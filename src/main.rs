// repo-backup: Directory-to-Git Backup Tool
//
// SPDX-FileCopyrightText: 2026 Romeo Ahmed
// SPDX-License-Identifier: GPL-3.0-or-later

//! Entry point.
//!
//! ```text
//! cli::parse() --> Config --> Logging --> Command Dispatch
//!   Version | Options | Backup | CheckSsh
//! ```

use std::process::ExitCode;

use repo_backup::cli::{self, Command};
use repo_backup::cmd::backup::run_backup_command;
use repo_backup::cmd::check_ssh::run_check_ssh_command;
use repo_backup::cmd::config::run_options_command;
use repo_backup::config::Config;
use repo_backup::config::loader::ConfigLoader;
use repo_backup::logging::{LogConfig, init_logging};

use mimalloc::MiMalloc;

#[global_allocator]
static GLOBAL: MiMalloc = MiMalloc;

#[tokio::main]
async fn main() -> ExitCode {
    let cli = cli::parse();

    if matches!(cli.command, Some(Command::Version)) {
        handle_version_command();
        return ExitCode::SUCCESS;
    }

    let loader = match ConfigLoader::for_command_line(&cli.global.configs)
        .set_all(cli.config_overrides())
    {
        Ok(loader) => loader,
        Err(e) => {
            eprintln!("Failed to load config: {e:#}");
            return ExitCode::FAILURE;
        }
    };
    let sources = loader.format_loaded_files();
    let config = match loader.build() {
        Ok(config) => config,
        Err(e) => {
            eprintln!("Failed to load config: {e:#}");
            return ExitCode::FAILURE;
        }
    };

    let log_config = build_log_config(&config);
    let _log_guard = match init_logging(&log_config) {
        Ok(guard) => guard,
        Err(e) => {
            eprintln!("Failed to initialize logging: {e}");
            return ExitCode::FAILURE;
        }
    };

    dispatch_command(&cli, &config, &sources).await
}

fn build_log_config(config: &Config) -> LogConfig {
    LogConfig::builder()
        .with_console_level(config.global.output_log_level)
        .with_file_level(config.global.file_log_level)
        .maybe_with_log_file(
            config
                .global
                .log_file
                .as_ref()
                .map(|p| p.display().to_string()),
        )
        .with_json_file(config.global.log_json)
        .build()
}

async fn dispatch_command(cli: &cli::Cli, config: &Config, sources: &[String]) -> ExitCode {
    let result = match &cli.command {
        Some(Command::Version) => {
            handle_version_command();
            Ok(true)
        }
        Some(Command::Options) => {
            run_options_command(config, sources);
            Ok(true)
        }
        Some(Command::Backup(args)) => run_backup_command(args, config)
            .await
            .map(|report| report.outcome.is_success()),
        Some(Command::CheckSsh(args)) => run_check_ssh_command(args, config).await.map(|()| true),
        None => {
            eprintln!("No command specified. Use --help for usage information.");
            Err(anyhow::anyhow!("No command specified"))
        }
    };

    match result {
        Ok(true) => ExitCode::SUCCESS,
        Ok(false) => ExitCode::FAILURE,
        Err(e) => {
            eprintln!("Error: {e:#}");
            ExitCode::FAILURE
        }
    }
}

fn handle_version_command() {
    println!("{}", env!("CARGO_PKG_VERSION"));
}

********

● **Brief**
Check each line above for "await" and return the ones that have it.

● **Solution to the problem**
    dispatch_command(&cli, &config, &sources).await
            .await
        Some(Command::CheckSsh(args)) => run_check_ssh_command(args, config).await.map(|()| true),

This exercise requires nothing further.